WHAT NEEDS TO BE DONE: Would you please return the lines of the entries below starting at the line that has "pub fn symbol<S: Into<String>>(&mut" and ending at the line that has "may be empty.", both included, exactly as they are?

Saved data entries:
§
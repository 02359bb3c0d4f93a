use std::collections::{BTreeMap, BTreeSet, HashMap};
use std::fmt;

use bit_set::BitSet;
use bit_vec::BitVec;
use log::debug;

use crate::automaton::{is_epsilon, Automaton, Interner, StateNumber, SymbolNumber, EPSILON};
use crate::dfa::{intern_alphabet, intern_states, state_number, symbol_number, Dfa};
use crate::error::{Error, Result};

// NFAs

/// `None` labels an epsilon transition.
pub type Label = Option<SymbolNumber>;

#[derive(Clone, Debug, Default)]
struct NfaState {
    transitions: BTreeMap<Label, BitSet>,
}

/// A validated nondeterministic automaton, possibly with epsilon transitions.
///
/// The epsilon closures are computed once when the automaton is built and are
/// never touched afterwards.
#[derive(Clone, Debug)]
pub struct Nfa {
    names: Interner,
    alphabet: Interner,
    states: Vec<NfaState>,
    start: StateNumber,
    finals: BitVec,
    epsilon_closures: EpsilonClosures,
}

impl Nfa {
    pub fn builder() -> NfaBuilder {
        NfaBuilder::default()
    }

    pub fn states(&self) -> &Interner {
        &self.names
    }

    pub fn start(&self) -> StateNumber {
        self.start
    }

    pub fn is_final(&self, state: StateNumber) -> bool {
        self.finals.get(state).unwrap_or(false)
    }

    pub fn state_name(&self, state: StateNumber) -> &str {
        self.names.name(state)
    }

    pub fn label_name(&self, label: Label) -> &str {
        label.map_or(EPSILON, |symbol| self.alphabet.name(symbol))
    }

    pub fn has_epsilon_transitions(&self) -> bool {
        self.states
            .iter()
            .any(|st| st.transitions.get(&None).map_or(false, |to| !to.is_empty()))
    }

    /// Targets of `state` on `label`; `None` when there are none.
    pub fn lookup(&self, state: StateNumber, label: Label) -> Option<&BitSet> {
        self.states
            .get(state)
            .and_then(|st| st.transitions.get(&label))
            .filter(|to| !to.is_empty())
    }

    /// All transitions as `(from, label, to)`, one entry per target state.
    pub fn transitions(&self) -> impl Iterator<Item = (StateNumber, Label, StateNumber)> + '_ {
        self.states.iter().enumerate().flat_map(|(from, st)| {
            st.transitions
                .iter()
                .flat_map(move |(&label, to)| to.iter().map(move |to| (from, label, to)))
        })
    }

    /// The closure table derived at construction time.
    pub fn epsilon_closures(&self) -> &EpsilonClosures {
        &self.epsilon_closures
    }

    /// Recomputes the epsilon closure of every state from the transitions.
    pub fn compute_epsilon_closures(&self) -> EpsilonClosures {
        EpsilonClosures {
            names: self.names.clone(),
            closures: closures_of(&self.states),
        }
    }

    /// Runs the automaton on epsilon-closed sets of states, one `char` per step.
    pub fn run(&self, input: &str) -> NfaRun {
        let mut steps = vec![self.start_state()];
        let mut trace = self.trace_str(input);
        steps.extend(trace.by_ref().map(|(_, set)| set));
        let halted = trace.halted();
        let accepted = !halted && steps.last().map_or(false, |set| self.is_accepting(set));

        debug!(
            "ran NFA on {:?}: {} steps, accepted: {}",
            input,
            steps.len() - 1,
            accepted
        );

        NfaRun {
            steps,
            halted,
            accepted,
        }
    }

    /// Subset construction over epsilon closures.
    ///
    /// Every reachable, non-empty set of NFA states becomes one DFA state named
    /// after its members, e.g. `{q0,q1}`. Empty target sets are left out, so a
    /// missing transition in the result means the NFA would get stuck.
    pub fn to_dfa(&self) -> Result<Dfa> {
        let mut builder = Dfa::builder();
        for (_, symbol) in self.alphabet.iter() {
            builder.symbol(symbol);
        }

        let mut names: HashMap<BTreeSet<StateNumber>, String> = HashMap::new();
        let start: BTreeSet<StateNumber> = self.start_state().iter().collect();
        let start_name = self.subset_name(&start);
        builder.state(start_name.as_str()).start(start_name.as_str());
        if start.iter().any(|&st| self.is_final(st)) {
            builder.accept(start_name.as_str());
        }
        names.insert(start.clone(), start_name);

        let mut worklist = vec![start];
        while let Some(cur_states) = worklist.pop() {
            let cur_name = names[&cur_states].clone();
            let cur_set: BitSet = cur_states.iter().cloned().collect();
            for (symbol, symbol_name) in self.alphabet.iter() {
                let nxt_states: BTreeSet<StateNumber> = match self.next_state(&cur_set, symbol) {
                    Some(set) => set.iter().collect(),
                    // Skip the stuck state
                    None => continue,
                };

                if !names.contains_key(&nxt_states) {
                    let nxt_name = self.subset_name(&nxt_states);
                    builder.state(nxt_name.as_str());
                    if nxt_states.iter().any(|&st| self.is_final(st)) {
                        builder.accept(nxt_name.as_str());
                    }
                    names.insert(nxt_states.clone(), nxt_name);
                    worklist.push(nxt_states.clone());
                }

                builder.transition(cur_name.as_str(), symbol_name, names[&nxt_states].as_str());
            }
        }

        debug!("subset construction produced {} states", names.len());
        builder.build()
    }

    fn subset_name(&self, states: &BTreeSet<StateNumber>) -> String {
        let members: Vec<&str> = states.iter().map(|&st| self.state_name(st)).collect();
        format!("{{{}}}", members.join(","))
    }
}

impl Automaton for Nfa {
    type State = BitSet;

    fn alphabet(&self) -> &Interner {
        &self.alphabet
    }

    fn start_state(&self) -> BitSet {
        self.epsilon_closures.get(self.start).clone()
    }

    /// An empty successor set counts as "no transition".
    fn next_state(&self, states: &BitSet, symbol: SymbolNumber) -> Option<BitSet> {
        let mut nxt_states = BitSet::with_capacity(self.states.len());
        for state in states {
            if let Some(to) = self.lookup(state, Some(symbol)) {
                nxt_states.union_with(to);
            }
        }
        let closed = self.epsilon_closures.close(&nxt_states);
        if closed.is_empty() {
            None
        } else {
            Some(closed)
        }
    }

    fn is_accepting(&self, states: &BitSet) -> bool {
        states.iter().any(|st| self.is_final(st))
    }
}

fn closures_of(states: &[NfaState]) -> Vec<BitSet> {
    (0..states.len())
        .map(|state| epsilon_closure(states, state))
        .collect()
}

/// Depth-first search over epsilon edges only. A state already in the closure
/// is not expanded again, which is what makes epsilon cycles terminate.
fn epsilon_closure(states: &[NfaState], state: StateNumber) -> BitSet {
    let mut closure = BitSet::with_capacity(states.len());
    let mut stack = vec![state];
    while let Some(current) = stack.pop() {
        if !closure.insert(current) {
            continue;
        }
        if let Some(to) = states[current].transitions.get(&None) {
            stack.extend(to.iter().filter(|&st| !closure.contains(st)));
        }
    }
    closure
}

/// For every state, the states reachable through epsilon transitions alone,
/// the state itself included.
#[derive(Clone, Debug, PartialEq, Eq)]
pub struct EpsilonClosures {
    names: Interner,
    closures: Vec<BitSet>,
}

impl EpsilonClosures {
    pub fn get(&self, state: StateNumber) -> &BitSet {
        &self.closures[state]
    }

    /// The closure of the state called `name`, as state names.
    pub fn by_name(&self, name: &str) -> Option<Vec<&str>> {
        self.names.get(name).map(|state| self.names_of(state))
    }

    pub fn names_of(&self, state: StateNumber) -> Vec<&str> {
        self.closures[state]
            .iter()
            .map(|st| self.names.name(st))
            .collect()
    }

    /// Union of the closures of all members of `states`.
    pub fn close(&self, states: &BitSet) -> BitSet {
        let mut closed = BitSet::with_capacity(self.closures.len());
        for state in states {
            closed.union_with(&self.closures[state]);
        }
        closed
    }

    pub fn iter(&self) -> impl Iterator<Item = (StateNumber, &BitSet)> {
        self.closures.iter().enumerate()
    }

    pub fn len(&self) -> usize {
        self.closures.len()
    }

    pub fn is_empty(&self) -> bool {
        self.closures.is_empty()
    }
}

impl fmt::Display for EpsilonClosures {
    fn fmt(&self, f: &mut fmt::Formatter) -> fmt::Result {
        write!(f, "{{")?;
        for (state, _) in self.iter() {
            if state > 0 {
                write!(f, ", ")?;
            }
            write!(
                f,
                "{}: {{{}}}",
                self.names.name(state),
                self.names_of(state).join(", ")
            )?;
        }
        write!(f, "}}")
    }
}

/// The outcome of running an NFA on one input.
#[derive(Clone, Debug, PartialEq, Eq)]
pub struct NfaRun {
    /// Active (epsilon-closed) state sets, starting with the closure of the
    /// start state.
    pub steps: Vec<BitSet>,
    pub halted: bool,
    pub accepted: bool,
}

impl NfaRun {
    pub fn consumed(&self) -> usize {
        self.steps.len() - 1
    }
}

/// Collects an NFA description by name and validates it in `build`.
#[derive(Clone, Debug, Default)]
pub struct NfaBuilder {
    states: Vec<String>,
    alphabet: Vec<String>,
    transitions: Vec<(String, String, Vec<String>)>,
    start: Option<String>,
    accepting: Vec<String>,
}

impl NfaBuilder {
    pub fn new() -> Self {
        NfaBuilder::default()
    }

    pub fn state<S: Into<String>>(&mut self, name: S) -> &mut Self {
        self.states.push(name.into());
        self
    }

    pub fn symbol<S: Into<String>>(&mut self, symbol: S) -> &mut Self {
        self.alphabet.push(symbol.into());
        self
    }

    /// `symbol` may be `λ` or `ε` for an epsilon transition; `to` may be empty.
    pub fn transition<F, S, I>(&mut self, from: F, symbol: S, to: I) -> &mut Self
    where
        F: Into<String>,
        S: Into<String>,
        I: IntoIterator,
        I::Item: Into<String>,
    {
        let to = to.into_iter().map(Into::into).collect();
        self.transitions.push((from.into(), symbol.into(), to));
        self
    }

    pub fn epsilon<F, I>(&mut self, from: F, to: I) -> &mut Self
    where
        F: Into<String>,
        I: IntoIterator,
        I::Item: Into<String>,
    {
        self.transition(from, EPSILON, to)
    }

    pub fn start<S: Into<String>>(&mut self, name: S) -> &mut Self {
        self.start = Some(name.into());
        self
    }

    pub fn accept<S: Into<String>>(&mut self, name: S) -> &mut Self {
        self.accepting.push(name.into());
        self
    }

    pub fn build(&self) -> Result<Nfa> {
        let names = intern_states(&self.states)?;
        let alphabet = intern_alphabet(&self.alphabet)?;

        let start = self.start.as_ref().ok_or(Error::MissingStartState)?;
        let start = state_number(&names, start)?;

        let mut finals = BitVec::from_elem(names.len(), false);
        for name in &self.accepting {
            finals.set(state_number(&names, name)?, true);
        }

        let mut states = vec![NfaState::default(); names.len()];
        for (from, symbol, to) in &self.transitions {
            let from = state_number(&names, from)?;
            let label = if is_epsilon(symbol) {
                None
            } else {
                Some(symbol_number(&alphabet, symbol)?)
            };
            let mut targets = BitSet::with_capacity(names.len());
            for name in to {
                targets.insert(state_number(&names, name)?);
            }
            states[from]
                .transitions
                .entry(label)
                .or_insert_with(BitSet::new)
                .union_with(&targets);
        }

        let epsilon_closures = EpsilonClosures {
            closures: closures_of(&states),
            names: names.clone(),
        };
        debug!("epsilon closures: {}", epsilon_closures);

        Ok(Nfa {
            names,
            alphabet,
            states,
            start,
            finals,
            epsilon_closures,
        })
    }
}
use std::iter;

use criterion::{black_box, criterion_group, criterion_main, BenchmarkId, Criterion};

use fadraw::config::demo_dfa;
use fadraw::Nfa;

fn haystack_same(letter: char, len: usize) -> String {
    iter::repeat(letter).take(len).collect()
}

// A chain of epsilon edges s0 -> s1 -> ... with a back edge, so every closure
// is the whole chain.
fn epsilon_ring(n: usize) -> Nfa {
    let mut builder = Nfa::builder();
    builder.symbol("a");
    for i in 0..n {
        builder.state(format!("s{}", i));
    }
    for i in 0..n {
        builder.epsilon(format!("s{}", i), vec![format!("s{}", (i + 1) % n)]);
        builder.transition(format!("s{}", i), "a", vec![format!("s{}", (i * 7 + 3) % n)]);
    }
    builder.start("s0").accept(format!("s{}", n - 1));
    builder.build().unwrap()
}

fn bench_simulate(c: &mut Criterion) {
    let dfa = demo_dfa().into_dfa().unwrap();
    let mut group = c.benchmark_group("simulate");
    for &len in &[10usize, 1000, 100_000] {
        let ones = haystack_same('1', len);
        group.bench_with_input(BenchmarkId::new("mod3", len), &ones, |b, input| {
            b.iter(|| dfa.simulate_str(black_box(input)))
        });
    }
    // stops at the first character
    let stuck = haystack_same('z', 100_000);
    group.bench_function("mod3_stuck", |b| b.iter(|| dfa.simulate_str(black_box(&stuck))));
    group.finish();
}

fn bench_closures(c: &mut Criterion) {
    let mut group = c.benchmark_group("epsilon_closures");
    for &n in &[8usize, 64, 256] {
        let nfa = epsilon_ring(n);
        group.bench_with_input(BenchmarkId::new("ring", n), &nfa, |b, nfa| {
            b.iter(|| nfa.compute_epsilon_closures())
        });
    }
    group.finish();
}

fn bench_subset_construction(c: &mut Criterion) {
    let nfa = epsilon_ring(64);
    c.bench_function("to_dfa/ring_64", |b| b.iter(|| nfa.to_dfa().unwrap()));
}

criterion_group!(benches, bench_simulate, bench_closures, bench_subset_construction);
criterion_main!(benches);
§
EXERCISE ANSWER:
    pub fn symbol<S: Into<String>>(&mut self, symbol: S) -> &mut Self {
        self.alphabet.push(symbol.into());
        self
    }

    /// `symbol` may be `λ` or `ε` for an epsilon transition; `to` may be empty.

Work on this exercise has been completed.